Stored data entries
══════════
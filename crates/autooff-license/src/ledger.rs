//! In-memory payment and subscription records for the demo server.
//!
//! Nothing here talks to a payment processor: an intent is considered paid as
//! soon as it is confirmed.

use crate::{Error, Plan, Result};
use chrono::{DateTime, Utc};
use serde::Serialize;
use std::collections::HashMap;
use tokio::sync::Mutex;
use uuid::Uuid;

#[derive(Debug, Clone, PartialEq, Eq, Serialize)]
#[serde(rename_all = "camelCase")]
pub struct PaymentIntent {
    pub id: String,
    pub client_secret: String,
    pub amount: u64,
    pub currency: String,
    pub plan: Plan,
    pub customer_id: Option<String>,
}

#[derive(Debug, Clone, PartialEq, Eq, Serialize)]
#[serde(rename_all = "camelCase")]
pub struct Subscription {
    pub plan: Plan,
    pub license_key: String,
    pub created_at: DateTime<Utc>,
    pub active: bool,
    pub payment_intent_id: String,
}

#[derive(Debug, Default)]
struct State {
    intents: HashMap<String, PaymentIntent>,
    /// Keyed by customer id; a customer holds one subscription at a time
    subscriptions: HashMap<String, Subscription>,
}

#[derive(Debug, Default)]
pub struct Ledger {
    state: Mutex<State>,
}

impl Ledger {
    pub fn new() -> Self {
        Self::default()
    }

    pub async fn create_intent(&self, plan: Plan, customer_id: Option<String>) -> PaymentIntent {
        let id = format!("pi_{}", Uuid::new_v4().simple());
        let intent = PaymentIntent {
            client_secret: format!("{}_secret_{}", id, Uuid::new_v4().simple()),
            id: id.clone(),
            amount: plan.price_cents(),
            currency: "usd".to_string(),
            plan,
            customer_id,
        };

        tracing::info!(
            "Created payment intent {} ({} cents, {} plan)",
            id,
            intent.amount,
            plan
        );
        self.state.lock().await.intents.insert(id, intent.clone());
        intent
    }

    /// Turn a known intent into an active subscription with a fresh license key
    pub async fn confirm(
        &self,
        intent_id: &str,
        customer_id: &str,
        plan: Plan,
    ) -> Result<Subscription> {
        let mut state = self.state.lock().await;
        if !state.intents.contains_key(intent_id) {
            tracing::warn!("Confirmation for unknown payment intent {}", intent_id);
            return Err(Error::PaymentNotCompleted);
        }

        let subscription = Subscription {
            plan,
            license_key: generate_license_key(Utc::now()),
            created_at: Utc::now(),
            active: true,
            payment_intent_id: intent_id.to_string(),
        };
        state
            .subscriptions
            .insert(customer_id.to_string(), subscription.clone());

        tracing::info!("Issued license for customer {} ({} plan)", customer_id, plan);
        Ok(subscription)
    }

    /// The active subscription holding `license_key`, if any
    pub async fn validate(&self, license_key: &str) -> Option<Subscription> {
        self.state
            .lock()
            .await
            .subscriptions
            .values()
            .find(|s| s.active && s.license_key == license_key)
            .cloned()
    }
}

/// `TEAL_PREMIUM_<unix millis>_<9 uppercase base-36 characters>`
pub fn generate_license_key(now: DateTime<Utc>) -> String {
    format!("TEAL_PREMIUM_{}_{}", now.timestamp_millis(), key_suffix(Uuid::new_v4()))
}

/// The low base-36 digits of a v4 uuid's random bits
fn key_suffix(id: Uuid) -> String {
    const DIGITS: &[u8] = b"0123456789ABCDEFGHIJKLMNOPQRSTUVWXYZ";
    let mut value = id.as_u128();
    (0..9)
        .map(|_| {
            let digit = DIGITS[(value % 36) as usize] as char;
            value /= 36;
            digit
        })
        .collect()
}
impl<'a, P: Page + ?Sized> Run<'a, P> {
    fn new(
        page: &'a P,
        settings: &'a Settings,
        options: &'a RunOptions,
        progress: &'a dyn ProgressSink,
        cancel: &'a CancelFlag,
    ) -> Self {
        Self {
            page,
            policy: settings.policy(),
            settings,
            options,
            progress,
            cancel,
            labels: LabelCache::new(),
            report: RunReport::default(),
            phase: RunPhase::Idle,
        }
    }

    fn enter(&mut self, phase: RunPhase) {
        tracing::info!("Auto-OFF: {} -> {}", self.phase, phase);
        self.phase = phase;
        self.progress.set_text(&phase.progress_text());
    }

    /// Poll point. Once the flag is seen the run stays cancelled.
    fn cancelled(&mut self) -> bool {
        if self.phase == RunPhase::Cancelled {
            return true;
        }
        if !self.cancel.is_cancelled() {
            return false;
        }
        self.enter(RunPhase::Cancelled);
        self.report.cancelled = true;
        true
    }

    async fn execute(mut self) -> RunReport {
        let started = Instant::now();

        self.enter(RunPhase::Preparing);
        pause(self.options.timing.prepare).await;

        if !self.cancelled() {
            self.full_time().await;
        }

        let sections = if self.cancelled() {
            Vec::new()
        } else {
            self.open_sections().await
        };

        let processing = Instant::now();
        if !self.cancelled() {
            self.passes(&sections).await;
        }
        if !self.cancelled() {
            self.extras().await;
        }
        if !self.cancelled() {
            self.dynamic_groups().await;
        }
        self.report.metrics.processing_ms = millis(processing.elapsed());

        if !self.cancelled() {
            self.enter(RunPhase::Reporting);
        }
        self.report.metrics.total_ms = millis(started.elapsed());
        self.report
    }

    /// The page's "full-time" position-type checkboxes, found through their labels
    async fn full_time(&mut self) {
        self.progress.set_text("Processing Full-Time checkboxes...");
        let labels = match self.page.query_all(None, &Selector::label()).await {
            Ok(labels) => labels,
            Err(e) => {
                tracing::warn!("Could not search for full-time checkboxes: {}", e);
                return;
            }
        };

        for label in labels {
            if self.cancelled() {
                return;
            }
            let Ok(state) = self.page.read(&label).await else {
                continue;
            };
            let text = state.text.trim().to_lowercase();
            if !(text == "full-time" || text == "fulltime" || text.contains("full-time")) {
                continue;
            }
            let Some(target_id) = state.label_for.as_deref().filter(|id| !id.is_empty()) else {
                continue;
            };
            match self.page.by_id(target_id).await {
                Ok(Some(target)) => {
                    tracing::debug!("Found full-time checkbox #{}", target_id);
                    let name = if state.text.trim().is_empty() {
                        "full-time".to_string()
                    } else {
                        state.text.trim().to_string()
                    };
                    self.switch_off_single(&target, FULL_TIME_SECTION, name, true)
                        .await;
                }
                Ok(None) => tracing::debug!("Full-time label points at missing #{}", target_id),
                Err(e) => tracing::warn!("Failed to look up #{}: {}", target_id, e),
            }
        }
    }

    async fn open_sections(&mut self) -> Vec<OpenSection<P::Node>> {
        self.enter(RunPhase::OpeningSections);
        let page = self.page;
        let timing = &self.options.timing;

        if tracing::enabled!(tracing::Level::DEBUG) {
            match locator::discover(page).await {
                Ok(found) => {
                    for section in found {
                        tracing::debug!(
                            "Discovered #{} (accordion: {}, checkboxes: {})",
                            section.id,
                            section.has_accordion,
                            section.checkbox_count
                        );
                    }
                }
                Err(e) => tracing::debug!("Section discovery failed: {}", e),
            }
        }

        let started = Instant::now();
        let mut located = Vec::new();
        let mut keys = HashSet::new();
        for id in self.settings.all_sections() {
            if !self.policy.section_allowed(&id) {
                tracing::debug!("Section '{}' is excluded", id);
                continue;
            }
            match locator::locate(page, &id, SECTION_ID_ALIASES).await {
                Ok(Some(node)) => {
                    if keys.insert(page.node_key(&node)) {
                        located.push((id, node));
                    } else {
                        tracing::debug!("Section '{}' resolves to an element already queued", id);
                    }
                }
                Ok(None) => tracing::debug!("Section '{}' not found on page", id),
                Err(e) => tracing::warn!("Failed to locate section '{}': {}", id, e),
            }
        }

        let opened = join_all(located.into_iter().map(|(id, node)| async move {
            let result = accordion::open(page, &node, timing).await;
            (id, result)
        }))
        .await;

        let mut sections = Vec::new();
        for (id, result) in opened {
            match result {
                Ok(section) => {
                    tracing::debug!(
                        "Opened '{}' ({:?}, {:.0}ms)",
                        id,
                        section.signal,
                        millis(section.elapsed)
                    );
                    sections.push(OpenSection {
                        id,
                        root: section.root,
                    });
                }
                Err(e) => tracing::warn!("Failed to open section '{}': {}", id, e),
            }
        }

        self.report.metrics.accordion_ms += millis(started.elapsed());
        tracing::info!(
            "Opened {} sections: {}",
            sections.len(),
            sections.iter().map(|s| s.id.as_str()).collect::<Vec<_>>().join(", ")
        );
        sections
    }

    async fn passes(&mut self, sections: &[OpenSection<P::Node>]) {
        let max_passes = self.options.max_passes.max(1);

        for pass in 1..=max_passes {
            if self.cancelled() {
                return;
            }
            self.enter(RunPhase::ProcessingPass(pass));
            self.report.metrics.passes = pass;

            let mut changed = 0;
            for section in sections {
                if self.cancelled() {
                    return;
                }
                changed += self.process_section(section, pass == 1).await;
            }

            if changed == 0 {
                tracing::debug!("Pass {} switched nothing off", pass);
                return;
            }
            if pass == max_passes {
                tracing::warn!(
                    "Stopped after {} passes while toggles were still changing; some may remain on",
                    max_passes
                );
                self.report.metrics.degraded = true;
                return;
            }
            tracing::info!("Pass {} switched {} toggles off; running another pass", pass, changed);
            pause(self.options.timing.pass_gap).await;
        }
    }

    /// Collect, then switch off every toggle of one section concurrently.
    /// Returns how many changed.
    async fn process_section(&mut self, section: &OpenSection<P::Node>, first_pass: bool) -> usize {
        let started = Instant::now();
        self.progress.set_text(&format!("Processing {}...", section.id));

        let page = self.page;
        let timing = &self.options.timing;
        let collector = Collector {
            policy: &self.policy,
            timing,
            max_requeries: self.options.max_requeries,
        };
        let toggles = match collector.collect(page, &section.id, &section.root, first_pass).await {
            Ok(toggles) => toggles,
            Err(e) => {
                tracing::warn!("Failed to collect toggles in '{}': {}", section.id, e);
                return 0;
            }
        };
        if toggles.is_empty() {
            tracing::debug!("Section '{}': nothing to switch off", section.id);
            self.report.metrics.add_section_time(&section.id, started.elapsed());
            return 0;
        }

        tracing::info!("Section '{}': switching off {} toggles", section.id, toggles.len());
        let labels = &self.labels;
        let root = &section.root;
        let results = join_all(toggles.iter().map(|element| async move {
            let label = match label_text(page, root, &element.node, Some(labels)).await {
                Ok(label) if !label.is_empty() => label,
                Ok(_) => element.identity.clone().unwrap_or_default(),
                Err(e) => {
                    tracing::debug!("Label lookup failed: {}", e);
                    element.identity.clone().unwrap_or_default()
                }
            };
            let result = toggle::turn_off(page, &element.node, timing).await;
            pause(timing.click_wait).await;
            (label, result)
        }))
        .await;

        let mut changed = 0;
        for (label, result) in results {
            match result {
                Ok(result) => {
                    let outcome = result.into_outcome(&section.id, label);
                    if outcome.changed {
                        changed += 1;
                    }
                    self.record(outcome);
                }
                Err(e) => tracing::warn!("{}: error on '{}': {}", section.id, label, e),
            }
        }

        self.report.metrics.add_section_time(&section.id, started.elapsed());
        tracing::debug!(
            "Section '{}' done; pausing {:?} so the page can save",
            section.id,
            timing.section_pause
        );
        pause(timing.section_pause).await;
        changed
    }

    async fn extras(&mut self) {
        self.enter(RunPhase::ProcessingExtras);
        for id in EXTRA_IDS {
            if self.cancelled() {
                return;
            }
            match self.page.by_id(id).await {
                Ok(Some(node)) => {
                    self.switch_off_single(&node, EXTRA_SECTION, format!("#{}", id), false)
                        .await;
                }
                Ok(None) => tracing::debug!("Extra #{} not found on page", id),
                Err(e) => tracing::warn!("Failed to look up #{}: {}", id, e),
            }
        }
    }

    async fn dynamic_groups(&mut self) {
        self.enter(RunPhase::ProcessingDynamicGroups);
        for (prefix, section) in DYNAMIC_GROUPS {
            if self.cancelled() {
                return;
            }
            let nodes = match self.page.query_all(None, &Selector::id_prefix(prefix)).await {
                Ok(nodes) => nodes,
                Err(e) => {
                    tracing::warn!("Failed to search for {}* toggles: {}", prefix, e);
                    continue;
                }
            };
            tracing::debug!("Found {} elements with id prefix '{}'", nodes.len(), prefix);

            for node in nodes {
                if self.cancelled() {
                    return;
                }
                let label = match self.page.read(&node).await {
                    Ok(state) => state
                        .id
                        .as_deref()
                        .and_then(|id| id.strip_prefix(prefix))
                        .unwrap_or_default()
                        .to_string(),
                    Err(e) => {
                        tracing::debug!("Skipping unreadable {}* element: {}", prefix, e);
                        continue;
                    }
                };
                self.switch_off_single(&node, section, label, true).await;
            }
        }
    }

    /// Policy check, on-state check, then `turn_off` for one element found by id
    async fn switch_off_single(
        &mut self,
        node: &P::Node,
        section: &str,
        label: String,
        checkbox_only: bool,
    ) {
        let state = match self.page.read(node).await {
            Ok(state) => state,
            Err(e) => {
                tracing::warn!("{}: could not read '{}': {}", section, label, e);
                return;
            }
        };
        let Some(kind) = ToggleKind::classify(&state) else {
            return;
        };
        if checkbox_only && !kind.is_checkbox_role() {
            return;
        }
        if !self.policy.allows(state.identity(), section) || !is_checked(&state) {
            return;
        }

        let timing = &self.options.timing;
        match toggle::turn_off(self.page, node, timing).await {
            Ok(result) => self.record(result.into_outcome(section, label)),
            Err(e) => tracing::warn!("{}: error on '{}': {}", section, label, e),
        }
        pause(timing.click_wait).await;
    }

    fn record(&mut self, outcome: ToggleOutcome) {
        if !outcome.ok {
            tracing::warn!("{}: '{}' did not switch off", outcome.section, outcome.label);
        } else {
            tracing::debug!(
                "{}: '{}' {} -> {} ({})",
                outcome.section,
                outcome.label,
                outcome.before,
                outcome.after,
                outcome.method
            );
        }
        self.report.metrics.record(&outcome);
        self.report.outcomes.push(outcome);
    }
}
══════════
• Task description
Return the span of lines in the data above that opens at the line with "uuid's random bits" and closes at the line with "let digit = DIGITS[(value", exactly, ends included, nothing else.

• Result of the exercise
/// The low base-36 digits of a v4 uuid's random bits
fn key_suffix(id: Uuid) -> String {
    const DIGITS: &[u8] = b"0123456789ABCDEFGHIJKLMNOPQRSTUVWXYZ";
    let mut value = id.as_u128();
    (0..9)
        .map(|_| {
            let digit = DIGITS[(value % 36) as usize] as char;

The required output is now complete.